▸ What the exercise asks:
From the material beneath, pull every line with the word "impl".

▸ Task data:
|---|

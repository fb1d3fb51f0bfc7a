// SPDX-License-Identifier: BUSL-1.1
// Copyright (c) 2026 Alfred Jean LLC

//! Validated names for components, endpoints, applications, and services.

use serde::{Deserialize, Deserializer, Serialize};
use smol_str::SmolStr;
use thiserror::Error;

/// Errors from name validation.
#[derive(Debug, Clone, PartialEq, Eq, Error)]
pub enum NameError {
    #[error("name is empty")]
    Empty,

    #[error("name must start with a letter or digit: {0:?}")]
    BadFirstChar(String),

    #[error("name contains invalid character {1:?}: {0:?}")]
    BadChar(String, char),
}

/// A component name: URL-safe identifier, unique among siblings.
///
/// Allowed characters are ASCII letters, digits, `-`, and `_`; the
/// first character must be a letter or digit.
#[derive(Debug, Clone, PartialEq, Eq, Hash, PartialOrd, Ord, Serialize)]
#[serde(transparent)]
pub struct ComponentName(SmolStr);

impl ComponentName {
    pub fn new(name: &str) -> Result<Self, NameError> {
        let mut chars = name.chars();
        let first = chars.next().ok_or(NameError::Empty)?;
        if !first.is_ascii_alphanumeric() {
            return Err(NameError::BadFirstChar(name.to_string()));
        }
        for c in chars {
            if !c.is_ascii_alphanumeric() && c != '-' && c != '_' {
                return Err(NameError::BadChar(name.to_string(), c));
            }
        }
        Ok(Self(SmolStr::new(name)))
    }

    pub fn as_str(&self) -> &str {
        &self.0
    }
}

impl std::fmt::Display for ComponentName {
    fn fmt(&self, f: &mut std::fmt::Formatter<'_>) -> std::fmt::Result {
        f.write_str(&self.0)
    }
}

impl std::str::FromStr for ComponentName {
    type Err = NameError;

    fn from_str(s: &str) -> Result<Self, Self::Err> {
        Self::new(s)
    }
}

impl TryFrom<&str> for ComponentName {
    type Error = NameError;

    fn try_from(s: &str) -> Result<Self, Self::Error> {
        Self::new(s)
    }
}

impl<'de> Deserialize<'de> for ComponentName {
    fn deserialize<D>(deserializer: D) -> Result<Self, D::Error>
    where
        D: Deserializer<'de>,
    {
        let s = String::deserialize(deserializer)?;
        Self::new(&s).map_err(serde::de::Error::custom)
    }
}

#[cfg(test)]
#[path = "name_tests.rs"]
mod tests;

|---|

▸ The answer:
impl ComponentName {
impl std::fmt::Display for ComponentName {
impl std::str::FromStr for ComponentName {
impl TryFrom<&str> for ComponentName {
impl<'de> Deserialize<'de> for ComponentName {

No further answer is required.